Retype the records below exactly. Leave nothing out.

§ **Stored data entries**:
────────

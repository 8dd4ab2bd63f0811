use crate::infra::{parse_export_view, parse_language};
use chrono::Local;
use clap::Args;
use grazing_gss::config::AppConfig;
use grazing_gss::error::AppError;
use grazing_gss::workflows::plots::{Indicator, PlotId};
use grazing_gss::workflows::recommendation::{Language, Recommendation, TemplateRecommender};
use grazing_gss::workflows::scoring::{export, ExportView, ScoredTable, SuitabilityScorer};
use grazing_gss::workflows::session::{AnalysisService, InMemorySessionStore, SessionRecord};
use std::fmt::Write as _;
use std::fs::File;
use std::io::BufWriter;
use std::path::{Path, PathBuf};
use std::sync::Arc;

#[derive(Args, Debug)]
pub(crate) struct ScoreArgs {
    /// Plot survey (CSV or spreadsheet workbook) to score
    #[arg(long)]
    pub(crate) input: PathBuf,
    /// Write the scored table as CSV (full or minimal)
    #[arg(long, value_parser = parse_export_view)]
    pub(crate) export: Option<ExportView>,
    /// Destination for the export (defaults to gss_results_<view>.csv)
    #[arg(long)]
    pub(crate) output: Option<PathBuf>,
    /// Number of best and worst plots to list
    #[arg(long, default_value_t = 5)]
    pub(crate) top: usize,
}

#[derive(Args, Debug)]
pub(crate) struct RecommendArgs {
    /// Plot survey (CSV or spreadsheet workbook) to score
    #[arg(long)]
    pub(crate) input: PathBuf,
    /// Identifier of the plot to advise on
    #[arg(long)]
    pub(crate) plot: String,
    /// Language of the advice (english or hausa)
    #[arg(long, value_parser = parse_language, default_value = "english")]
    pub(crate) language: Language,
}

type CliService = AnalysisService<InMemorySessionStore, TemplateRecommender>;

fn load_session(input: &Path, config: &AppConfig) -> Result<(CliService, SessionRecord), AppError> {
    let service = AnalysisService::new(
        Arc::new(InMemorySessionStore::with_capacity(1)),
        Arc::new(TemplateRecommender),
        SuitabilityScorer::new(config.scoring.clone())?,
    );
    let source_name = input
        .file_name()
        .map(|name| name.to_string_lossy().into_owned());
    let record = service.upload(File::open(input)?, source_name)?;
    Ok((service, record))
}

pub(crate) fn run_score(args: ScoreArgs, config: &AppConfig) -> Result<(), AppError> {
    let ScoreArgs {
        input,
        export: export_view,
        output,
        top,
    } = args;

    let (_service, record) = load_session(&input, config)?;
    print!("{}", render_score_report(&record, &input, top));

    let view = export_view.or_else(|| output.as_ref().map(|_| ExportView::default()));
    if let Some(view) = view {
        let path = output.unwrap_or_else(|| PathBuf::from(view.file_name()));
        let file = File::create(&path)?;
        export::write_csv(&record.table, view, BufWriter::new(file))?;
        println!(
            "\nExported {} plots ({:?} view) to {}",
            record.table.len(),
            view,
            path.display()
        );
    }

    Ok(())
}

pub(crate) fn run_recommend(args: RecommendArgs, config: &AppConfig) -> Result<(), AppError> {
    let RecommendArgs {
        input,
        plot,
        language,
    } = args;

    let (service, record) = load_session(&input, config)?;
    let recommendation = service.recommend(&record.id, &PlotId(plot), language)?;
    print!("{}", render_recommendation(&recommendation));
    Ok(())
}

fn render_score_report(record: &SessionRecord, input: &Path, limit: usize) -> String {
    let table: &ScoredTable = &record.table;
    let summary = table.summary();
    let mut out = String::new();

    let _ = writeln!(out, "Grazing suitability report");
    let _ = writeln!(
        out,
        "Source: {} ({} plots, {} with coordinates)",
        input.display(),
        summary.plots,
        summary.located_plots
    );
    let _ = writeln!(
        out,
        "Generated: {}",
        record
            .created_at
            .with_timezone(&Local)
            .format("%Y-%m-%d %H:%M")
    );

    let _ = writeln!(out, "\nWeights");
    for indicator in Indicator::ALL {
        let weight = table.config().weight(indicator);
        let _ = writeln!(
            out,
            "- {}: {:.2} ({:?})",
            indicator.label(),
            weight.weight,
            weight.polarity
        );
    }

    let _ = writeln!(out, "\nScores");
    let _ = writeln!(
        out,
        "- mean {:.3} | min {:.3} | max {:.3}",
        summary.mean_score, summary.min_score, summary.max_score
    );

    let _ = writeln!(out, "\nSuitability bands");
    for band in &summary.bands {
        let _ = writeln!(out, "- {}: {} plots", band.band_label, band.plots);
    }

    let rankings = table.rankings(limit.max(1));
    let _ = writeln!(out, "\nMost suitable plots");
    for row in &rankings.top {
        let _ = writeln!(out, "- {}: {:.3} ({})", row.plot_id, row.score, row.diagnosis);
    }
    let _ = writeln!(out, "\nLeast suitable plots");
    for row in &rankings.bottom {
        let _ = writeln!(out, "- {}: {:.3} ({})", row.plot_id, row.score, row.diagnosis);
    }

    out
}

fn render_recommendation(recommendation: &Recommendation) -> String {
    format!(
        "Plot {} | score {:.3} | {}\n{} advice:\n{}\n",
        recommendation.plot_id,
        recommendation.score,
        recommendation.diagnosis,
        recommendation.language.label(),
        recommendation.text
    )
}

────────

§ **SOLVED PROBLEM**:
repository 8dd4ab2bd63f0811
use crate::infra::{parse_export_view, parse_language};
use chrono::Local;
use clap::Args;
use grazing_gss::config::AppConfig;
use grazing_gss::error::AppError;
use grazing_gss::workflows::plots::{Indicator, PlotId};
use grazing_gss::workflows::recommendation::{Language, Recommendation, TemplateRecommender};
use grazing_gss::workflows::scoring::{export, ExportView, ScoredTable, SuitabilityScorer};
use grazing_gss::workflows::session::{AnalysisService, InMemorySessionStore, SessionRecord};
use std::fmt::Write as _;
use std::fs::File;
use std::io::BufWriter;
use std::path::{Path, PathBuf};
use std::sync::Arc;

#[derive(Args, Debug)]
pub(crate) struct ScoreArgs {
    /// Plot survey (CSV or spreadsheet workbook) to score
    #[arg(long)]
    pub(crate) input: PathBuf,
    /// Write the scored table as CSV (full or minimal)
    #[arg(long, value_parser = parse_export_view)]
    pub(crate) export: Option<ExportView>,
    /// Destination for the export (defaults to gss_results_<view>.csv)
    #[arg(long)]
    pub(crate) output: Option<PathBuf>,
    /// Number of best and worst plots to list
    #[arg(long, default_value_t = 5)]
    pub(crate) top: usize,
}

#[derive(Args, Debug)]
pub(crate) struct RecommendArgs {
    /// Plot survey (CSV or spreadsheet workbook) to score
    #[arg(long)]
    pub(crate) input: PathBuf,
    /// Identifier of the plot to advise on
    #[arg(long)]
    pub(crate) plot: String,
    /// Language of the advice (english or hausa)
    #[arg(long, value_parser = parse_language, default_value = "english")]
    pub(crate) language: Language,
}

type CliService = AnalysisService<InMemorySessionStore, TemplateRecommender>;

fn load_session(input: &Path, config: &AppConfig) -> Result<(CliService, SessionRecord), AppError> {
    let service = AnalysisService::new(
        Arc::new(InMemorySessionStore::with_capacity(1)),
        Arc::new(TemplateRecommender),
        SuitabilityScorer::new(config.scoring.clone())?,
    );
    let source_name = input
        .file_name()
        .map(|name| name.to_string_lossy().into_owned());
    let record = service.upload(File::open(input)?, source_name)?;
    Ok((service, record))
}

pub(crate) fn run_score(args: ScoreArgs, config: &AppConfig) -> Result<(), AppError> {
    let ScoreArgs {
        input,
        export: export_view,
        output,
        top,
    } = args;

    let (_service, record) = load_session(&input, config)?;
    print!("{}", render_score_report(&record, &input, top));

    let view = export_view.or_else(|| output.as_ref().map(|_| ExportView::default()));
    if let Some(view) = view {
        let path = output.unwrap_or_else(|| PathBuf::from(view.file_name()));
        let file = File::create(&path)?;
        export::write_csv(&record.table, view, BufWriter::new(file))?;
        println!(
            "\nExported {} plots ({:?} view) to {}",
            record.table.len(),
            view,
            path.display()
        );
    }

    Ok(())
}

pub(crate) fn run_recommend(args: RecommendArgs, config: &AppConfig) -> Result<(), AppError> {
    let RecommendArgs {
        input,
        plot,
        language,
    } = args;

    let (service, record) = load_session(&input, config)?;
    let recommendation = service.recommend(&record.id, &PlotId(plot), language)?;
    print!("{}", render_recommendation(&recommendation));
    Ok(())
}

fn render_score_report(record: &SessionRecord, input: &Path, limit: usize) -> String {
    let table: &ScoredTable = &record.table;
    let summary = table.summary();
    let mut out = String::new();

    let _ = writeln!(out, "Grazing suitability report");
    let _ = writeln!(
        out,
        "Source: {} ({} plots, {} with coordinates)",
        input.display(),
        summary.plots,
        summary.located_plots
    );
    let _ = writeln!(
        out,
        "Generated: {}",
        record
            .created_at
            .with_timezone(&Local)
            .format("%Y-%m-%d %H:%M")
    );

    let _ = writeln!(out, "\nWeights");
    for indicator in Indicator::ALL {
        let weight = table.config().weight(indicator);
        let _ = writeln!(
            out,
            "- {}: {:.2} ({:?})",
            indicator.label(),
            weight.weight,
            weight.polarity
        );
    }

    let _ = writeln!(out, "\nScores");
    let _ = writeln!(
        out,
        "- mean {:.3} | min {:.3} | max {:.3}",
        summary.mean_score, summary.min_score, summary.max_score
    );

    let _ = writeln!(out, "\nSuitability bands");
    for band in &summary.bands {
        let _ = writeln!(out, "- {}: {} plots", band.band_label, band.plots);
    }

    let rankings = table.rankings(limit.max(1));
    let _ = writeln!(out, "\nMost suitable plots");
    for row in &rankings.top {
        let _ = writeln!(out, "- {}: {:.3} ({})", row.plot_id, row.score, row.diagnosis);
    }
    let _ = writeln!(out, "\nLeast suitable plots");
    for row in &rankings.bottom {
        let _ = writeln!(out, "- {}: {:.3} ({})", row.plot_id, row.score, row.diagnosis);
    }

    out
}

fn render_recommendation(recommendation: &Recommendation) -> String {
    format!(
        "Plot {} | score {:.3} | {}\n{} advice:\n{}\n",
        recommendation.plot_id,
        recommendation.score,
        recommendation.diagnosis,
        recommendation.language.label(),
        recommendation.text
    )
}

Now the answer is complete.